EXTRACTED RECORDS —
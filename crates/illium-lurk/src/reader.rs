//! Reader: source text to data
//!
//! Reads exactly one expression. Supported syntax: lists and dotted pairs,
//! `'x` quote, `;` line comments, strings, `#\c` characters, decimal and
//! `0x` hex numbers (optionally negative), `u64`-suffixed integers,
//! `:keywords`, `nil`, and symbols.

use std::rc::Rc;

use k256::Scalar;

use crate::error::{EvalError, Result};
use crate::num;
use crate::value::Value;

/// Nesting limit, keeps the recursive reader off the end of the stack
const MAX_DEPTH: usize = 512;

/// Read a single expression; anything but whitespace and comments after it is an error
pub fn read(src: &str) -> Result<Value> {
    let mut reader = Reader::new(src);
    let value = reader.read_expr(0)?;
    reader.skip_atmosphere();
    if let Some((offset, c)) = reader.peek() {
        return Err(EvalError::parse(
            offset,
            format!("unexpected trailing input starting with {:?}", c),
        ));
    }
    Ok(value)
}

/// Read a parameter blob; blank text reads as `nil`
pub fn read_or_nil(src: &str) -> Result<Value> {
    let mut reader = Reader::new(src);
    reader.skip_atmosphere();
    if reader.peek().is_none() {
        return Ok(Value::Nil);
    }
    read(src)
}

struct Reader<'a> {
    src: &'a str,
    pos: usize,
}

fn is_delimiter(c: char) -> bool {
    c.is_whitespace() || matches!(c, '(' | ')' | '\'' | '"' | ';')
}

impl<'a> Reader<'a> {
    fn new(src: &'a str) -> Self {
        Self { src, pos: 0 }
    }

    fn peek(&self) -> Option<(usize, char)> {
        self.src[self.pos..].chars().next().map(|c| (self.pos, c))
    }

    fn bump(&mut self) -> Option<char> {
        let c = self.src[self.pos..].chars().next()?;
        self.pos += c.len_utf8();
        Some(c)
    }

    fn skip_atmosphere(&mut self) {
        while let Some((_, c)) = self.peek() {
            if c.is_whitespace() {
                self.bump();
            } else if c == ';' {
                while let Some(c) = self.bump() {
                    if c == '\n' {
                        break;
                    }
                }
            } else {
                break;
            }
        }
    }

    fn read_expr(&mut self, depth: usize) -> Result<Value> {
        if depth > MAX_DEPTH {
            return Err(EvalError::parse(self.pos, "nesting too deep"));
        }
        self.skip_atmosphere();
        let (offset, c) = self
            .peek()
            .ok_or_else(|| EvalError::parse(self.pos, "unexpected end of input"))?;

        match c {
            '(' => {
                self.bump();
                self.read_list(offset, depth)
            }
            ')' => Err(EvalError::parse(offset, "unexpected ')'")),
            '\'' => {
                self.bump();
                let quoted = self.read_expr(depth + 1)?;
                Ok(Value::list(vec![Value::sym("quote"), quoted]))
            }
            '"' => {
                self.bump();
                self.read_string(offset)
            }
            '#' => {
                self.bump();
                self.read_char(offset)
            }
            _ => {
                let token = self.read_token();
                parse_atom(offset, token)
            }
        }
    }

    fn read_list(&mut self, open: usize, depth: usize) -> Result<Value> {
        let mut items = Vec::new();
        loop {
            self.skip_atmosphere();
            let (offset, c) = self
                .peek()
                .ok_or_else(|| EvalError::parse(open, "unclosed '('"))?;

            if c == ')' {
                self.bump();
                return Ok(Value::list(items));
            }

            if c == '.' && self.is_lone_dot(offset) {
                if items.is_empty() {
                    return Err(EvalError::parse(offset, "dot with no preceding element"));
                }
                self.bump();
                let tail = self.read_expr(depth + 1)?;
                self.skip_atmosphere();
                return match self.bump() {
                    Some(')') => Ok(Value::list_with_tail(items, tail)),
                    _ => Err(EvalError::parse(offset, "expected ')' after dotted tail")),
                };
            }

            items.push(self.read_expr(depth + 1)?);
        }
    }

    fn is_lone_dot(&self, offset: usize) -> bool {
        self.src[offset + 1..]
            .chars()
            .next()
            .map_or(true, is_delimiter)
    }

    fn read_string(&mut self, open: usize) -> Result<Value> {
        let mut out = String::new();
        loop {
            match self.bump() {
                None => return Err(EvalError::parse(open, "unterminated string")),
                Some('"') => return Ok(Value::Str(Rc::from(out.as_str()))),
                Some('\\') => match self.bump() {
                    Some('n') => out.push('\n'),
                    Some('t') => out.push('\t'),
                    Some('\\') => out.push('\\'),
                    Some('"') => out.push('"'),
                    Some(other) => {
                        return Err(EvalError::parse(
                            self.pos,
                            format!("unknown escape \\{}", other),
                        ))
                    }
                    None => return Err(EvalError::parse(open, "unterminated string")),
                },
                Some(c) => out.push(c),
            }
        }
    }

    fn read_char(&mut self, open: usize) -> Result<Value> {
        if self.bump() != Some('\\') {
            return Err(EvalError::parse(open, "expected '\\' after '#'"));
        }
        let first = self
            .bump()
            .ok_or_else(|| EvalError::parse(open, "missing character after #\\"))?;

        if !first.is_alphabetic() {
            return Ok(Value::Char(first));
        }

        let start = self.pos - first.len_utf8();
        while let Some((_, c)) = self.peek() {
            if is_delimiter(c) {
                break;
            }
            self.bump();
        }
        let name = &self.src[start..self.pos];
        if name.chars().count() == 1 {
            return Ok(Value::Char(first));
        }
        match name {
            "space" => Ok(Value::Char(' ')),
            "newline" => Ok(Value::Char('\n')),
            "tab" => Ok(Value::Char('\t')),
            _ => Err(EvalError::parse(open, format!("unknown character name {}", name))),
        }
    }

    fn read_token(&mut self) -> &'a str {
        let src = self.src;
        let start = self.pos;
        while let Some((_, c)) = self.peek() {
            if is_delimiter(c) {
                break;
            }
            self.bump();
        }
        &src[start..self.pos]
    }
}

fn parse_atom(offset: usize, token: &str) -> Result<Value> {
    if token == "nil" {
        return Ok(Value::Nil);
    }
    if let Some(name) = token.strip_prefix(':') {
        if name.is_empty() {
            return Err(EvalError::parse(offset, "empty keyword"));
        }
        return Ok(Value::Key(Rc::from(name)));
    }

    let (negative, body) = match token.strip_prefix('-') {
        Some(rest) => (true, rest),
        None => (false, token),
    };
    if !body.starts_with(|c: char| c.is_ascii_digit()) {
        return Ok(Value::Sym(Rc::from(token)));
    }

    if let Some(digits) = body.strip_suffix("u64") {
        if negative {
            return Err(EvalError::parse(offset, "u64 literals cannot be negative"));
        }
        return digits
            .parse::<u64>()
            .map(Value::U64)
            .map_err(|_| EvalError::parse(offset, format!("invalid u64 literal {}", token)));
    }

    let parsed = match body.strip_prefix("0x") {
        Some(hex) => num::parse_hex(hex),
        None => num::parse_decimal(body),
    };
    let n: Scalar = parsed
        .ok_or_else(|| EvalError::parse(offset, format!("invalid numeric literal {}", token)))?;
    Ok(Value::Num(if negative { -n } else { n }))
}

TASK DIRECTIONS —
Repeat the listing above in full, word for word.

REPLY TO THE TASK —
filename crates/illium-lurk/src/reader.rs
//! Reader: source text to data
//!
//! Reads exactly one expression. Supported syntax: lists and dotted pairs,
//! `'x` quote, `;` line comments, strings, `#\c` characters, decimal and
//! `0x` hex numbers (optionally negative), `u64`-suffixed integers,
//! `:keywords`, `nil`, and symbols.

use std::rc::Rc;

use k256::Scalar;

use crate::error::{EvalError, Result};
use crate::num;
use crate::value::Value;

/// Nesting limit, keeps the recursive reader off the end of the stack
const MAX_DEPTH: usize = 512;

/// Read a single expression; anything but whitespace and comments after it is an error
pub fn read(src: &str) -> Result<Value> {
    let mut reader = Reader::new(src);
    let value = reader.read_expr(0)?;
    reader.skip_atmosphere();
    if let Some((offset, c)) = reader.peek() {
        return Err(EvalError::parse(
            offset,
            format!("unexpected trailing input starting with {:?}", c),
        ));
    }
    Ok(value)
}

/// Read a parameter blob; blank text reads as `nil`
pub fn read_or_nil(src: &str) -> Result<Value> {
    let mut reader = Reader::new(src);
    reader.skip_atmosphere();
    if reader.peek().is_none() {
        return Ok(Value::Nil);
    }
    read(src)
}

struct Reader<'a> {
    src: &'a str,
    pos: usize,
}

fn is_delimiter(c: char) -> bool {
    c.is_whitespace() || matches!(c, '(' | ')' | '\'' | '"' | ';')
}

impl<'a> Reader<'a> {
    fn new(src: &'a str) -> Self {
        Self { src, pos: 0 }
    }

    fn peek(&self) -> Option<(usize, char)> {
        self.src[self.pos..].chars().next().map(|c| (self.pos, c))
    }

    fn bump(&mut self) -> Option<char> {
        let c = self.src[self.pos..].chars().next()?;
        self.pos += c.len_utf8();
        Some(c)
    }

    fn skip_atmosphere(&mut self) {
        while let Some((_, c)) = self.peek() {
            if c.is_whitespace() {
                self.bump();
            } else if c == ';' {
                while let Some(c) = self.bump() {
                    if c == '\n' {
                        break;
                    }
                }
            } else {
                break;
            }
        }
    }

    fn read_expr(&mut self, depth: usize) -> Result<Value> {
        if depth > MAX_DEPTH {
            return Err(EvalError::parse(self.pos, "nesting too deep"));
        }
        self.skip_atmosphere();
        let (offset, c) = self
            .peek()
            .ok_or_else(|| EvalError::parse(self.pos, "unexpected end of input"))?;

        match c {
            '(' => {
                self.bump();
                self.read_list(offset, depth)
            }
            ')' => Err(EvalError::parse(offset, "unexpected ')'")),
            '\'' => {
                self.bump();
                let quoted = self.read_expr(depth + 1)?;
                Ok(Value::list(vec![Value::sym("quote"), quoted]))
            }
            '"' => {
                self.bump();
                self.read_string(offset)
            }
            '#' => {
                self.bump();
                self.read_char(offset)
            }
            _ => {
                let token = self.read_token();
                parse_atom(offset, token)
            }
        }
    }

    fn read_list(&mut self, open: usize, depth: usize) -> Result<Value> {
        let mut items = Vec::new();
        loop {
            self.skip_atmosphere();
            let (offset, c) = self
                .peek()
                .ok_or_else(|| EvalError::parse(open, "unclosed '('"))?;

            if c == ')' {
                self.bump();
                return Ok(Value::list(items));
            }

            if c == '.' && self.is_lone_dot(offset) {
                if items.is_empty() {
                    return Err(EvalError::parse(offset, "dot with no preceding element"));
                }
                self.bump();
                let tail = self.read_expr(depth + 1)?;
                self.skip_atmosphere();
                return match self.bump() {
                    Some(')') => Ok(Value::list_with_tail(items, tail)),
                    _ => Err(EvalError::parse(offset, "expected ')' after dotted tail")),
                };
            }

            items.push(self.read_expr(depth + 1)?);
        }
    }

    fn is_lone_dot(&self, offset: usize) -> bool {
        self.src[offset + 1..]
            .chars()
            .next()
            .map_or(true, is_delimiter)
    }

    fn read_string(&mut self, open: usize) -> Result<Value> {
        let mut out = String::new();
        loop {
            match self.bump() {
                None => return Err(EvalError::parse(open, "unterminated string")),
                Some('"') => return Ok(Value::Str(Rc::from(out.as_str()))),
                Some('\\') => match self.bump() {
                    Some('n') => out.push('\n'),
                    Some('t') => out.push('\t'),
                    Some('\\') => out.push('\\'),
                    Some('"') => out.push('"'),
                    Some(other) => {
                        return Err(EvalError::parse(
                            self.pos,
                            format!("unknown escape \\{}", other),
                        ))
                    }
                    None => return Err(EvalError::parse(open, "unterminated string")),
                },
                Some(c) => out.push(c),
            }
        }
    }

    fn read_char(&mut self, open: usize) -> Result<Value> {
        if self.bump() != Some('\\') {
            return Err(EvalError::parse(open, "expected '\\' after '#'"));
        }
        let first = self
            .bump()
            .ok_or_else(|| EvalError::parse(open, "missing character after #\\"))?;

        if !first.is_alphabetic() {
            return Ok(Value::Char(first));
        }

        let start = self.pos - first.len_utf8();
        while let Some((_, c)) = self.peek() {
            if is_delimiter(c) {
                break;
            }
            self.bump();
        }
        let name = &self.src[start..self.pos];
        if name.chars().count() == 1 {
            return Ok(Value::Char(first));
        }
        match name {
            "space" => Ok(Value::Char(' ')),
            "newline" => Ok(Value::Char('\n')),
            "tab" => Ok(Value::Char('\t')),
            _ => Err(EvalError::parse(open, format!("unknown character name {}", name))),
        }
    }

    fn read_token(&mut self) -> &'a str {
        let src = self.src;
        let start = self.pos;
        while let Some((_, c)) = self.peek() {
            if is_delimiter(c) {
                break;
            }
            self.bump();
        }
        &src[start..self.pos]
    }
}

fn parse_atom(offset: usize, token: &str) -> Result<Value> {
    if token == "nil" {
        return Ok(Value::Nil);
    }
    if let Some(name) = token.strip_prefix(':') {
        if name.is_empty() {
            return Err(EvalError::parse(offset, "empty keyword"));
        }
        return Ok(Value::Key(Rc::from(name)));
    }

    let (negative, body) = match token.strip_prefix('-') {
        Some(rest) => (true, rest),
        None => (false, token),
    };
    if !body.starts_with(|c: char| c.is_ascii_digit()) {
        return Ok(Value::Sym(Rc::from(token)));
    }

    if let Some(digits) = body.strip_suffix("u64") {
        if negative {
            return Err(EvalError::parse(offset, "u64 literals cannot be negative"));
        }
        return digits
            .parse::<u64>()
            .map(Value::U64)
            .map_err(|_| EvalError::parse(offset, format!("invalid u64 literal {}", token)));
    }

    let parsed = match body.strip_prefix("0x") {
        Some(hex) => num::parse_hex(hex),
        None => num::parse_decimal(body),
    };
    let n: Scalar = parsed
        .ok_or_else(|| EvalError::parse(offset, format!("invalid numeric literal {}", token)))?;
    Ok(Value::Num(if negative { -n } else { n }))
}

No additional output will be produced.